### Exercise description
Looking at the entries underneath, work out how many lines contain "writeln". Write only that number.

### Data for processing

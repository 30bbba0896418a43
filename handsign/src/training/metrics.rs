//! Evaluation metrics

use std::fmt::Write;

/// Rows are actual classes, columns predicted classes
#[derive(Debug, Clone, PartialEq, Eq)]
pub struct ConfusionMatrix {
    labels: Vec<String>,
    counts: Vec<Vec<usize>>,
}

impl ConfusionMatrix {
    pub fn new(labels: Vec<String>) -> Self {
        let n = labels.len();
        Self {
            labels,
            counts: vec![vec![0; n]; n],
        }
    }

    /// Count one prediction. Indices outside the label set are ignored.
    pub fn record(&mut self, actual: usize, predicted: usize) {
        if let Some(cell) = self.counts.get_mut(actual).and_then(|row| row.get_mut(predicted)) {
            *cell += 1;
        }
    }

    pub fn labels(&self) -> &[String] {
        &self.labels
    }

    pub fn count(&self, actual: usize, predicted: usize) -> usize {
        self.counts
            .get(actual)
            .and_then(|row| row.get(predicted))
            .copied()
            .unwrap_or(0)
    }

    pub fn total(&self) -> usize {
        self.counts.iter().flatten().sum()
    }

    pub fn correct(&self) -> usize {
        (0..self.labels.len()).map(|i| self.counts[i][i]).sum()
    }

    /// `None` when nothing was recorded
    pub fn accuracy(&self) -> Option<f64> {
        let total = self.total();
        (total > 0).then(|| self.correct() as f64 / total as f64)
    }

    /// Samples whose actual class is `class`
    pub fn support(&self, class: usize) -> usize {
        self.counts.get(class).map(|row| row.iter().sum()).unwrap_or(0)
    }

    pub fn precision(&self, class: usize) -> Option<f64> {
        let predicted: usize = self.counts.iter().map(|row| row.get(class).copied().unwrap_or(0)).sum();
        (predicted > 0).then(|| self.count(class, class) as f64 / predicted as f64)
    }

    pub fn recall(&self, class: usize) -> Option<f64> {
        let support = self.support(class);
        (support > 0).then(|| self.count(class, class) as f64 / support as f64)
    }

    pub fn f1(&self, class: usize) -> Option<f64> {
        let p = self.precision(class)?;
        let r = self.recall(class)?;
        (p + r > 0.0).then(|| 2.0 * p * r / (p + r))
    }

    /// Per-class precision/recall/f1 table
    pub fn classification_report(&self) -> String {
        let width = self.labels.iter().map(String::len).max().unwrap_or(5).max(5);
        let fmt = |v: Option<f64>| v.map(|x| format!("{:>9.2}", x)).unwrap_or_else(|| format!("{:>9}", "-"));
        let mut out = String::new();
        let _ = writeln!(out, "{:<width$} {:>9} {:>9} {:>9} {:>9}", "class", "precision", "recall", "f1", "support", width = width);
        for (i, label) in self.labels.iter().enumerate() {
            let _ = writeln!(
                out,
                "{:<width$} {} {} {} {:>9}",
                label,
                fmt(self.precision(i)),
                fmt(self.recall(i)),
                fmt(self.f1(i)),
                self.support(i),
                width = width
            );
        }
        let _ = writeln!(out, "{:<width$} {}", "accuracy", fmt(self.accuracy()), width = width);
        out
    }

    /// Matrix as a text grid
    pub fn render(&self) -> String {
        let width = self.labels.iter().map(String::len).max().unwrap_or(1).max(6);
        let mut out = String::new();
        let _ = write!(out, "{:<width$}", "", width = width);
        for label in &self.labels {
            let _ = write!(out, " {:>width$}", label, width = width);
        }
        let _ = writeln!(out);
        for (label, row) in self.labels.iter().zip(&self.counts) {
            let _ = write!(out, "{:<width$}", label, width = width);
            for count in row {
                let _ = write!(out, " {:>width$}", count, width = width);
            }
            let _ = writeln!(out);
        }
        out
    }
}
//! Core data types for the landmark pipeline
//!
//! These types carry one frame's detections from the external landmark detector
//! through feature extraction into fixed-shape sequence windows.

use ndarray::{Array2, ArrayView2};
use serde::{Deserialize, Serialize};

/// Landmarks reported per hand by the detector
pub const LANDMARKS_PER_HAND: usize = 21;

/// Hands encoded per frame
pub const DEFAULT_MAX_HANDS: usize = 2;

/// Coordinates per landmark (x, y, z)
pub const COORDS_PER_LANDMARK: usize = 3;

/// Frames per window unless configured otherwise
pub const DEFAULT_SEQUENCE_LENGTH: usize = 30;

/// Wrist landmark index, used for hand ordering
pub const WRIST: usize = 0;

/// One landmark in normalized image coordinates.
///
/// `x` and `y` are in 0..1 relative to the frame; `z` is relative depth.
/// Serialized as a `[x, y, z]` triple.
#[derive(Debug, Clone, Copy, PartialEq, Default, Serialize, Deserialize)]
#[serde(from = "[f32; 3]", into = "[f32; 3]")]
pub struct Landmark {
    pub x: f32,
    pub y: f32,
    pub z: f32,
}

impl Landmark {
    pub const fn new(x: f32, y: f32, z: f32) -> Self {
        Self { x, y, z }
    }
}

impl From<[f32; 3]> for Landmark {
    fn from(p: [f32; 3]) -> Self {
        Self::new(p[0], p[1], p[2])
    }
}

impl From<Landmark> for [f32; 3] {
    fn from(l: Landmark) -> Self {
        [l.x, l.y, l.z]
    }
}

/// One hand's landmark set from a single frame.
///
/// Produced per frame by the detector and consumed immediately.
#[derive(Debug, Clone, PartialEq, Default, Serialize, Deserialize)]
#[serde(transparent)]
pub struct HandDetection {
    landmarks: Vec<Landmark>,
}

impl HandDetection {
    pub fn new(landmarks: Vec<Landmark>) -> Self {
        Self { landmarks }
    }

    /// Build a detection from raw `[x, y, z]` points
    pub fn from_points(points: &[[f32; 3]]) -> Self {
        Self::new(points.iter().copied().map(Landmark::from).collect())
    }

    /// Raw x-coordinate of the wrist (landmark 0). A detection without landmarks
    /// sorts first.
    pub fn wrist_x(&self) -> f32 {
        self.landmarks
            .get(WRIST)
            .map(|l| l.x)
            .unwrap_or(f32::NEG_INFINITY)
    }

    pub fn landmarks(&self) -> &[Landmark] {
        &self.landmarks
    }

    pub fn len(&self) -> usize {
        self.landmarks.len()
    }

    pub fn is_empty(&self) -> bool {
        self.landmarks.is_empty()
    }
}

/// Shape of the per-frame feature vector.
#[derive(Debug, Clone, Copy, PartialEq, Eq, Hash, Serialize, Deserialize)]
pub struct FeatureLayout {
    /// Hands encoded per frame; extra detections are discarded
    pub max_hands: usize,
    /// Landmarks encoded per hand
    pub landmarks_per_hand: usize,
}

impl FeatureLayout {
    pub const fn new(max_hands: usize, landmarks_per_hand: usize) -> Self {
        Self {
            max_hands,
            landmarks_per_hand,
        }
    }

    /// Values contributed by one hand
    pub const fn hand_block(&self) -> usize {
        self.landmarks_per_hand * COORDS_PER_LANDMARK
    }

    /// Length of every frame feature vector (126 for the default layout)
    pub const fn feature_size(&self) -> usize {
        self.max_hands * self.hand_block()
    }
}

impl Default for FeatureLayout {
    fn default() -> Self {
        Self::new(DEFAULT_MAX_HANDS, LANDMARKS_PER_HAND)
    }
}

/// Shape `(frames, features)` of a sequence window.
#[derive(Debug, Clone, Copy, PartialEq, Eq, Hash, Serialize, Deserialize)]
pub struct WindowShape {
    pub frames: usize,
    pub features: usize,
}

impl WindowShape {
    pub const fn new(frames: usize, features: usize) -> Self {
        Self { frames, features }
    }

    pub const fn for_layout(layout: FeatureLayout, frames: usize) -> Self {
        Self::new(frames, layout.feature_size())
    }

    pub const fn as_tuple(&self) -> (usize, usize) {
        (self.frames, self.features)
    }

    pub const fn element_count(&self) -> usize {
        self.frames * self.features
    }
}

impl Default for WindowShape {
    fn default() -> Self {
        Self::for_layout(FeatureLayout::default(), DEFAULT_SEQUENCE_LENGTH)
    }
}

impl std::fmt::Display for WindowShape {
    fn fmt(&self, f: &mut std::fmt::Formatter<'_>) -> std::fmt::Result {
        write!(f, "({}, {})", self.frames, self.features)
    }
}

/// Fixed-length feature vector for one frame. Immutable once built.
#[derive(Debug, Clone, PartialEq)]
pub struct FrameFeatures(Vec<f32>);

impl FrameFeatures {
    /// All-zero vector for a frame with no hands
    pub fn zeros(layout: FeatureLayout) -> Self {
        Self(vec![0.0; layout.feature_size()])
    }

    /// Wrap raw values, rejecting anything that is not exactly the layout's size
    pub fn from_vec(values: Vec<f32>, layout: FeatureLayout) -> crate::Result<Self> {
        if values.len() != layout.feature_size() {
            return Err(crate::Error::ShapeMismatch {
                expected: layout.feature_size().to_string(),
                found: values.len().to_string(),
            });
        }
        Ok(Self(values))
    }

    pub(crate) fn from_exact(values: Vec<f32>) -> Self {
        Self(values)
    }

    pub fn as_slice(&self) -> &[f32] {
        &self.0
    }

    pub fn len(&self) -> usize {
        self.0.len()
    }

    pub fn is_empty(&self) -> bool {
        self.0.is_empty()
    }

    pub fn into_inner(self) -> Vec<f32> {
        self.0
    }
}

/// An ordered run of frame feature vectors classified as one unit.
///
/// Always rectangular: every row has the same number of features.
#[derive(Debug, Clone, PartialEq)]
pub struct SequenceWindow {
    data: Array2<f32>,
}

impl SequenceWindow {
    /// Stack frames into a window. Fails on an empty list or ragged frames.
    pub fn from_frames(frames: &[FrameFeatures]) -> crate::Result<Self> {
        let rows: Vec<&[f32]> = frames.iter().map(FrameFeatures::as_slice).collect();
        Self::from_slices(&rows)
    }

    /// Build a window from nested rows, checking them against `expected`.
    pub fn from_rows(rows: &[Vec<f32>], expected: WindowShape) -> crate::Result<Self> {
        let ragged = rows.iter().any(|r| r.len() != expected.features);
        if rows.len() != expected.frames || ragged {
            let found_cols = match rows.first() {
                Some(first) if rows.iter().all(|r| r.len() == first.len()) => first.len().to_string(),
                Some(_) => "ragged".to_string(),
                None => "0".to_string(),
            };
            return Err(crate::Error::ShapeMismatch {
                expected: expected.to_string(),
                found: format!("({}, {})", rows.len(), found_cols),
            });
        }
        let slices: Vec<&[f32]> = rows.iter().map(Vec::as_slice).collect();
        Self::from_slices(&slices)
    }

    fn from_slices(rows: &[&[f32]]) -> crate::Result<Self> {
        let frames = rows.len();
        let features = rows.first().map(|r| r.len()).unwrap_or(0);
        if frames == 0 || features == 0 {
            return Err(crate::Error::InvalidInput("window must not be empty".to_string()));
        }
        if let Some(bad) = rows.iter().find(|r| r.len() != features) {
            return Err(crate::Error::ShapeMismatch {
                expected: features.to_string(),
                found: bad.len().to_string(),
            });
        }
        let flat: Vec<f32> = rows.iter().flat_map(|r| r.iter().copied()).collect();
        let data = Array2::from_shape_vec((frames, features), flat)
            .map_err(|e| crate::Error::InvalidInput(e.to_string()))?;
        Ok(Self { data })
    }

    pub fn from_array(data: Array2<f32>) -> Self {
        Self { data }
    }

    pub fn shape(&self) -> WindowShape {
        let (frames, features) = self.data.dim();
        WindowShape::new(frames, features)
    }

    /// Fail with `ShapeMismatch` unless this window is exactly `expected`
    pub fn ensure_shape(&self, expected: WindowShape) -> crate::Result<()> {
        if self.shape() != expected {
            return Err(crate::Error::shape_mismatch(
                expected.as_tuple(),
                self.shape().as_tuple(),
            ));
        }
        Ok(())
    }

    pub fn view(&self) -> ArrayView2<'_, f32> {
        self.data.view()
    }

    pub fn as_array(&self) -> &Array2<f32> {
        &self.data
    }

    pub fn into_array(self) -> Array2<f32> {
        self.data
    }

    /// Rows as nested vectors, the shape used by the remote inference request
    pub fn to_rows(&self) -> Vec<Vec<f32>> {
        self.data.outer_iter().map(|row| row.to_vec()).collect()
    }
}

### Solution to the problem
5